The bird—which Mina maintains is gobbled up with reckless abandon by rowdy, tail-gating football fans and reserved restaurant-goers alike—is quite tasty. The skin is, by design, less crunchy than traditional fried chicken. But the marinated meat, particularly the succulent breast, makes a convincing argument for pressure cooking more foods. The house seasoning is perhaps less novel than more modern poultry preparations (artisan brining, double- and triple-frying, truffle oiling/stuffing/infusing) yet firmly places its stamp on the chicken enjoying experience. Traish even rewards those who seek out the fabled fowl by offering up all-you-can-eat broasted chicken on Monday nights at the unbelievably price of just $7.50 per person (about as much as one might shell out for a skimpy three-piece meal at one of the commercial chicken chains).
Breakfast offerings are available at any time. Our favorite eye-opener: the country-fried steak and eggs. The battered and breaded beef is so tender, it’s easily cut with the side of the fork. Of course, you still have to find the steak beneath the pool of thick, rich country gravy liberally poured onto the plate by what we safely assume to be a non-calorie counter.
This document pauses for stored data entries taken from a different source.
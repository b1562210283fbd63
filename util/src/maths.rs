//! Utility maths functions

// ---------------------------------------------------------------------------
// IMPORTS
// ---------------------------------------------------------------------------

use num_traits::Float;

// ---------------------------------------------------------------------------
// CONSTANTS
// ---------------------------------------------------------------------------

/// Default tolerance used when comparing floating point values.
pub const EPSILON: f64 = 1e-9;

// ---------------------------------------------------------------------------
// PUBLIC FUNCTIONS
// ---------------------------------------------------------------------------

/// Check if two numbers are equal to each other using the default epsilon.
pub fn epsilon_equals(a: f64, b: f64) -> bool {
    epsilon_equals_eps(a, b, EPSILON)
}

/// Check if two numbers are equal to within the given epsilon.
pub fn epsilon_equals_eps(a: f64, b: f64, epsilon: f64) -> bool {
    (a - b).abs() < epsilon
}

/// Clamp a value between a minimum and a maximum value.
pub fn clamp<T>(value: &T, min: &T, max: &T) -> T
where
    T: Float,
{
    let mut ret = *value;

    if ret > *max {
        ret = *max
    }
    if ret < *min {
        ret = *min
    }

    ret
}

/// Map a value from one range into another.
pub fn lin_map<T>(source_range: (T, T), target_range: (T, T), value: T) -> T
where
    T: Float,
{
    target_range.0
        + ((value - source_range.0) * (target_range.1 - target_range.0)
            / (source_range.1 - source_range.0))
}

/// Bound an angle into the range [0, 2pi).
pub fn bound_radians<T>(angle: T) -> T
where
    T: Float,
{
    let tau_t: T = T::from(std::f64::consts::TAU).unwrap();

    rem_euclid(angle, tau_t)
}

/// Calculates the least nonnegative remainder of `lhs (mod rhs)`.
///
/// This function is taken from the std library as num is missing it.
pub fn rem_euclid<T>(lhs: T, rhs: T) -> T
where
    T: Float,
{
    let r = lhs % rhs;
    if r < T::from(0.0).unwrap() {
        r + rhs.abs()
    } else {
        r
    }
}

#[cfg(test)]
mod test {
    use super::*;

    const TAU: f64 = std::f64::consts::TAU;
    const PI: f64 = std::f64::consts::PI;

    #[test]
    fn test_epsilon_equals() {
        assert!(epsilon_equals(1.0, 1.0 + 1e-12));
        assert!(!epsilon_equals(1.0, 1.0 + 1e-6));
        assert!(epsilon_equals_eps(1.0, 1.5, 1.0));
    }

    #[test]
    fn test_bound_radians() {
        assert_eq!(bound_radians(0f64), 0f64);
        assert_eq!(bound_radians(-PI), PI);
        assert_eq!(bound_radians(TAU + 1f64), 1f64);
        assert_eq!(bound_radians(-1f64), TAU - 1f64);
    }

    #[test]
    fn test_clamp() {
        assert_eq!(clamp(&2f64, &0f64, &1f64), 1f64);
        assert_eq!(clamp(&-2f64, &0f64, &1f64), 0f64);
        assert_eq!(clamp(&0.5f64, &0f64, &1f64), 0.5f64);
    }
}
An eponymous burger returns a smallish patty crowned with juicy tomatoes, zesty onions, melted American cheese, mayo, lettuce, ho-hum bacon (neither exceptionally crispy, smoky or fatty; just average bacon) and a glorious fried egg. The toppings trumped the generic beef. Still, it was refreshing to find a reasonably priced burger devoid of the pretension exhibited by the rising tide of would-be gourmet burgermeisters determined to flood the market with trendy takes on true comfort food.
Moe’s Peyton Place
6516 Backlick Road, Springfield; 703-451-6620; www.moespeytonplace.com
Hours: Open for lunch and dinner daily.
Prices: Average entree: under $12 ($). Open for breakfast, lunch and dinner daily.